_WORK TO BE COMPLETED_:
Begin at the line below that has "Ok(AppContext::new(scanner, default_palette()?))" and stop after the line that has "pub fn tokens(config: Option<&Path>, category: Option<&str>)". Please restate only those lines, word for word.

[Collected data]

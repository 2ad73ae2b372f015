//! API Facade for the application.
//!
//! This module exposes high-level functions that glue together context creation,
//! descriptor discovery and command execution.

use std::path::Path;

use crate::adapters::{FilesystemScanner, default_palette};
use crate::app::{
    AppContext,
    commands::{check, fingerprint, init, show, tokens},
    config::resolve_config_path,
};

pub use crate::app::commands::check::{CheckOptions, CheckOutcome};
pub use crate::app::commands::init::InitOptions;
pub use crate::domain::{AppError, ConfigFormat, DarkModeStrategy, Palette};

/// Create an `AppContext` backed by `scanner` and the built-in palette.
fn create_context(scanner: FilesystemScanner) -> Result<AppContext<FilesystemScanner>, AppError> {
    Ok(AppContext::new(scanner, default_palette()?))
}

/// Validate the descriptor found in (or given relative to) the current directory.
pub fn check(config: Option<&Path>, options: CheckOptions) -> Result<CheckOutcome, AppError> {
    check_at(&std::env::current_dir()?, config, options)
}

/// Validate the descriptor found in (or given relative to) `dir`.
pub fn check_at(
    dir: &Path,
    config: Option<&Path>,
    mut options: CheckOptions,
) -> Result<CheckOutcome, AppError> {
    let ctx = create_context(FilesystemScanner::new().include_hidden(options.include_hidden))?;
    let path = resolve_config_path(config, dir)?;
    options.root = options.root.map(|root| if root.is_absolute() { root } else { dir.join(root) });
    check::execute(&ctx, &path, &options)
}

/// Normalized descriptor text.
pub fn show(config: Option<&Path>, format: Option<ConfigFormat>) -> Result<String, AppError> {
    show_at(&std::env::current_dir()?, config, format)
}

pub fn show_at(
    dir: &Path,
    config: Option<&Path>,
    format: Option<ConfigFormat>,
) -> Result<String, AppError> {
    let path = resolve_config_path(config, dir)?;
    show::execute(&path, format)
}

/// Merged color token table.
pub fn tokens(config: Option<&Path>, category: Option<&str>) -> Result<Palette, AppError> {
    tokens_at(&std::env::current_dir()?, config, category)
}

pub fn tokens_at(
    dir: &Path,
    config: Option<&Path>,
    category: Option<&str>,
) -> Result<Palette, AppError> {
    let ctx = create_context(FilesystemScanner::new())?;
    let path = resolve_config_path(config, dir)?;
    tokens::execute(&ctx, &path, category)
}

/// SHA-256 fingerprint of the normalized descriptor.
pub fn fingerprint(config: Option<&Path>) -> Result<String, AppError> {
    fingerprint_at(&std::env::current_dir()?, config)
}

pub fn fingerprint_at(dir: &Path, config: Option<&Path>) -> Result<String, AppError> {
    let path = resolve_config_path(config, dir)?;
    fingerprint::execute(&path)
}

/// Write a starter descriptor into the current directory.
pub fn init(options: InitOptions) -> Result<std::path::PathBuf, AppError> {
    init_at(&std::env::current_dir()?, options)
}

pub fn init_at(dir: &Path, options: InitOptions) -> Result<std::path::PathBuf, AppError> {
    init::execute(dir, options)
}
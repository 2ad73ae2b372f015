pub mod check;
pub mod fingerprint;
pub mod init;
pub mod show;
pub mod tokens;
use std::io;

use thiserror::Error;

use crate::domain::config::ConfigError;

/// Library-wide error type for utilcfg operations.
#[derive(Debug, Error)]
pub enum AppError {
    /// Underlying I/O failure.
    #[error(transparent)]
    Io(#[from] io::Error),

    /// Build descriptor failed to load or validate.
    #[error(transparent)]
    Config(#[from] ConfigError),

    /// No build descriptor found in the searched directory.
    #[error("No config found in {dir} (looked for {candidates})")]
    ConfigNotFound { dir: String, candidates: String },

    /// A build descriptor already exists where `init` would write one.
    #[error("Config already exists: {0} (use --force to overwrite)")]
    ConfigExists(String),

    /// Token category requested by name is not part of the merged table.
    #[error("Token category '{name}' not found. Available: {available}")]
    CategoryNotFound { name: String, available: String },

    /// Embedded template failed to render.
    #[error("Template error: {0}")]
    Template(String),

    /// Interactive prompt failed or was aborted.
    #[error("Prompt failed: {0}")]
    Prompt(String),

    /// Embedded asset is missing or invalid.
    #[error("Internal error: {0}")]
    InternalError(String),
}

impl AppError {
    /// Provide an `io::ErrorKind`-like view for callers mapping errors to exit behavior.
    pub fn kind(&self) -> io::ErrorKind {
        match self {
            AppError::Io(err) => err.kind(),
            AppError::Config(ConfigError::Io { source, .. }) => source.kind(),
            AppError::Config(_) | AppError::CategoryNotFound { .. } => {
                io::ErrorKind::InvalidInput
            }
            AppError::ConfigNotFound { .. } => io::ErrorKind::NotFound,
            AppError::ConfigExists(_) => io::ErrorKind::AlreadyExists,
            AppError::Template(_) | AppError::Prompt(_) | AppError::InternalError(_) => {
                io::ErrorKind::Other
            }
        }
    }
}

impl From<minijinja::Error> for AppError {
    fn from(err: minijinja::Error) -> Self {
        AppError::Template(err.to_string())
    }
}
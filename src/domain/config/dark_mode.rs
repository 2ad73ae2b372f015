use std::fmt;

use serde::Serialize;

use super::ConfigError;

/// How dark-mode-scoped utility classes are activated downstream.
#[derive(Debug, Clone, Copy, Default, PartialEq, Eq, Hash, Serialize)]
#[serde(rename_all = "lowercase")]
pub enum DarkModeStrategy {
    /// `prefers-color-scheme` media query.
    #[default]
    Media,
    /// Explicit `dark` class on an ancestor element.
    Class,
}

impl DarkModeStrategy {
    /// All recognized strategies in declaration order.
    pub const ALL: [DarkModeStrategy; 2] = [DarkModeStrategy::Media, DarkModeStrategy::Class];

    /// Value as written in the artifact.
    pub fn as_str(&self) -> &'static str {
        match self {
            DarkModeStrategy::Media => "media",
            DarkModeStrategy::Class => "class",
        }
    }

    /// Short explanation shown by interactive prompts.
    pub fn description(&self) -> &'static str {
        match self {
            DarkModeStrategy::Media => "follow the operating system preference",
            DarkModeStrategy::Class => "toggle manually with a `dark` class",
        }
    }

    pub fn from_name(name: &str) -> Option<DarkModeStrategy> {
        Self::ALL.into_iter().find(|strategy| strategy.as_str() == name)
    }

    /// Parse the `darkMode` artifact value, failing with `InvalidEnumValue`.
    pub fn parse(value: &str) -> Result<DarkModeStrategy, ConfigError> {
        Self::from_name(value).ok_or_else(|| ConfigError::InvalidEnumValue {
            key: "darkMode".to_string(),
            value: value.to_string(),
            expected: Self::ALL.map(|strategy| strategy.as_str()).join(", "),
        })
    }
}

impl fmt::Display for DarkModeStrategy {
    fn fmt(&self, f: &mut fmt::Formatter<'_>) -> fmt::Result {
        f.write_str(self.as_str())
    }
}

_ANSWER SPACE_:
    Ok(AppContext::new(scanner, default_palette()?))
}

/// Validate the descriptor found in (or given relative to) the current directory.
pub fn check(config: Option<&Path>, options: CheckOptions) -> Result<CheckOutcome, AppError> {
    check_at(&std::env::current_dir()?, config, options)
}

/// Validate the descriptor found in (or given relative to) `dir`.
pub fn check_at(
    dir: &Path,
    config: Option<&Path>,
    mut options: CheckOptions,
) -> Result<CheckOutcome, AppError> {
    let ctx = create_context(FilesystemScanner::new().include_hidden(options.include_hidden))?;
    let path = resolve_config_path(config, dir)?;
    options.root = options.root.map(|root| if root.is_absolute() { root } else { dir.join(root) });
    check::execute(&ctx, &path, &options)
}

/// Normalized descriptor text.
pub fn show(config: Option<&Path>, format: Option<ConfigFormat>) -> Result<String, AppError> {
    show_at(&std::env::current_dir()?, config, format)
}

pub fn show_at(
    dir: &Path,
    config: Option<&Path>,
    format: Option<ConfigFormat>,
) -> Result<String, AppError> {
    let path = resolve_config_path(config, dir)?;
    show::execute(&path, format)
}

/// Merged color token table.
pub fn tokens(config: Option<&Path>, category: Option<&str>) -> Result<Palette, AppError> {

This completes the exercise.